On Joining Microsoft
Microsoft has an office in Cambridge, MA, which is very close to Harvard. I was fascinated by how Microsoft approached data science and made it accessible to everyone, not just the academic elitists. Microsoft also uses data science to improve processes and businesses, which closely aligns with my interests.
My first year at Microsoft included projects with external customers in the energy and finance sectors. These sectors have been using data for a long time, much longer before data science became popular. I learned a lot about working with raw customer data and understanding how the cloud can improve their processes.
On Working With Two Types of Customer at Microsoft
The first type of customer is very knowledgeable about the data and the machine learning models but lacks an understanding of cloud platforms.
The second type of customer knows how to use different cloud technologies, but have little knowledge of leveraging internal data to answer their business questions.
As a data scientist, you must always keep an open mindset. If you work with the first customer category, you can learn about new types of algorithms from the customers while playing the role of a cloud expert. If you work with the second customer category, you want to run workshops or webinars and show them how to use machine learning to tackle simple business problems while using their cloud technologies to deploy machine learning applications.
On The Healthy Data Science Organization Framework
The first principle is to understand the business and decision-making process. Having this business-oriented mindset is very important as a data scientist because every decision you will make has to be related to a business problem.
The second principle is to establish performance metrics. Every time you translate business questions to data science questions, you need to understand and define both the business metrics and the machine learning metrics to affirm that your solutions will be good enough for production.
The third principle is to think about the end-to-end pipelines. If you want to grow your career, you need a clear overview of different steps of the ML architecture, including data ingestion, data collection, feature engineering, model evaluation, model retraining, etc.
The fourth principle is to build your toolbox of data science tricks. This is something that you can acquire after a few years of experience: templates, algorithms, pre-trained models, etc. that you are comfortable with.
The fifth principle is to unify your data science organization’s vision. Make the data science unit critical to your business process, equivalent to the finance or marketing units.
The sixth principle is to keep humans in the loop. Humans are needed to solve challenging issues in data and model quality. Also, experts from other business units in your company should be involved to guide your data science journey.
On The Challenges of Building End-To-End ML Applications
The data preparation process is the most challenging step, which includes data cleaning and feature engineering.
Other important steps include the ML deployment and operationalization phases.
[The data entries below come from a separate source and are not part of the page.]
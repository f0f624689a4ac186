//! Storefront order core
//!
//! The pricing, validation, and lifecycle engine behind a grocery
//! storefront. The view/transport layer (HTTP, rendering, platform SDK)
//! lives elsewhere and talks to this crate through plain values:
//!
//! - **catalog**: cached products/categories with unit-price selection
//! - **pricing**: pure cart pricing (`price_summary`) and the promotion
//!   extension point
//! - **checkout**: pure submission validation with an ordered failure list
//! - **orders**: order creation and the status transition table, with
//!   per-order serialization of concurrent updates
//! - **backend**: the interface to the remote store
//!
//! # Flow
//!
//! ```text
//! backend loads ──► SessionState (settings + catalog + cart)
//!        cart edits ──► pricing::price_summary (pure, every change)
//!        submit ──► checkout::validate ──► OrdersManager::checkout
//!        admin  ──► OrdersManager::transition (table-enforced)
//! ```

pub mod backend;
pub mod catalog;
pub mod checkout;
pub mod config;
pub mod logger;
pub mod money;
pub mod orders;
pub mod pricing;
pub mod state;

// Re-exports
pub use backend::{BackendError, StoreBackend};
pub use catalog::CatalogIndex;
pub use orders::{CheckoutError, OrderUpdateError, OrdersManager};
pub use pricing::price_summary;
pub use state::SessionState;
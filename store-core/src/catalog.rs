//! Catalog index
//!
//! In-memory snapshot of products and categories, refreshed from the
//! backing store in bulk and read lock-free-ish by the session layer.
//! Locks here are sync and never held across an await.

use crate::money::{to_decimal, to_f64};
use parking_lot::RwLock;
use rust_decimal::Decimal;
use shared::models::{Category, Product};
use shared::order::UnitType;
use std::collections::HashMap;
use thiserror::Error;

#[derive(Debug, Clone, Error, PartialEq)]
pub enum CatalogError {
    #[error("product {0} not found")]
    ProductNotFound(i64),
    #[error("product {product} has no price for unit {unit:?}")]
    UnitNotPriced { product: i64, unit: UnitType },
}

/// Effective price after a product-level discount
///
/// A percentage discount wins over a fixed one when both are set; the
/// result never drops below zero.
pub fn discounted_price(price: f64, percent: Option<f64>, fixed: Option<f64>) -> f64 {
    let price = to_decimal(price);
    let discounted = if let Some(percent) = percent {
        price - price * to_decimal(percent) / Decimal::ONE_HUNDRED
    } else if let Some(fixed) = fixed {
        price - to_decimal(fixed)
    } else {
        price
    };
    to_f64(discounted.max(Decimal::ZERO))
}

/// Snapshot of the store catalog
#[derive(Default)]
pub struct CatalogIndex {
    products: RwLock<HashMap<i64, Product>>,
    categories: RwLock<HashMap<i64, Category>>,
}

impl CatalogIndex {
    pub fn new() -> Self {
        Self::default()
    }

    /// Replace the whole snapshot with fresh data
    pub fn replace(&self, products: Vec<Product>, categories: Vec<Category>) {
        let product_map: HashMap<i64, Product> =
            products.into_iter().map(|p| (p.id, p)).collect();
        let category_map: HashMap<i64, Category> =
            categories.into_iter().map(|c| (c.id, c)).collect();
        tracing::debug!(
            products = product_map.len(),
            categories = category_map.len(),
            "catalog snapshot replaced"
        );
        *self.products.write() = product_map;
        *self.categories.write() = category_map;
    }

    pub fn product(&self, product_id: i64) -> Option<Product> {
        self.products.read().get(&product_id).cloned()
    }

    pub fn category(&self, category_id: i64) -> Option<Category> {
        self.categories.read().get(&category_id).cloned()
    }

    /// Effective unit price for a product, discounts applied
    pub fn unit_price(&self, product_id: i64, unit: UnitType) -> Result<f64, CatalogError> {
        let products = self.products.read();
        let product = products
            .get(&product_id)
            .ok_or(CatalogError::ProductNotFound(product_id))?;
        let base = product
            .unit_price(unit)
            .ok_or(CatalogError::UnitNotPriced {
                product: product_id,
                unit,
            })?;
        Ok(discounted_price(
            base,
            product.discount_percent,
            product.discount_fixed,
        ))
    }

    /// Active, available products of one category, in display order
    pub fn products_in_category(&self, category_id: i64) -> Vec<Product> {
        let mut products: Vec<Product> = self
            .products
            .read()
            .values()
            .filter(|p| p.category_id == category_id && p.is_active && p.is_available)
            .cloned()
            .collect();
        products.sort_by_key(|p| (p.sort_order, p.id));
        products
    }

    /// Active categories in display order
    pub fn active_categories(&self) -> Vec<Category> {
        let mut categories: Vec<Category> = self
            .categories
            .read()
            .values()
            .filter(|c| c.is_active)
            .cloned()
            .collect();
        categories.sort_by_key(|c| (c.sort_order, c.id));
        categories
    }
}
This enables the models to be consumed by other people in your organization and your external customers. Your models, therefore, need to be retrained over time.
Nowadays, there are MLOps (DevOps for Machine Learning) tools that help you with the deployment and automation throughout the ML development lifecycle.
There are also different cloud-based tools and packages that allow you to create model instances easily via simple APIs.
On AutoML
Automated Machine Learning is a popular concept that selects the best model and tunes hyper-parameters for you based on the data and tasks at hand.
At the moment, Azure supports Automated ML for classification, regression, and forecasting tasks. You can configure this capability based on criteria such as evaluation metrics, number of iterations, GPU/CPU options, and more.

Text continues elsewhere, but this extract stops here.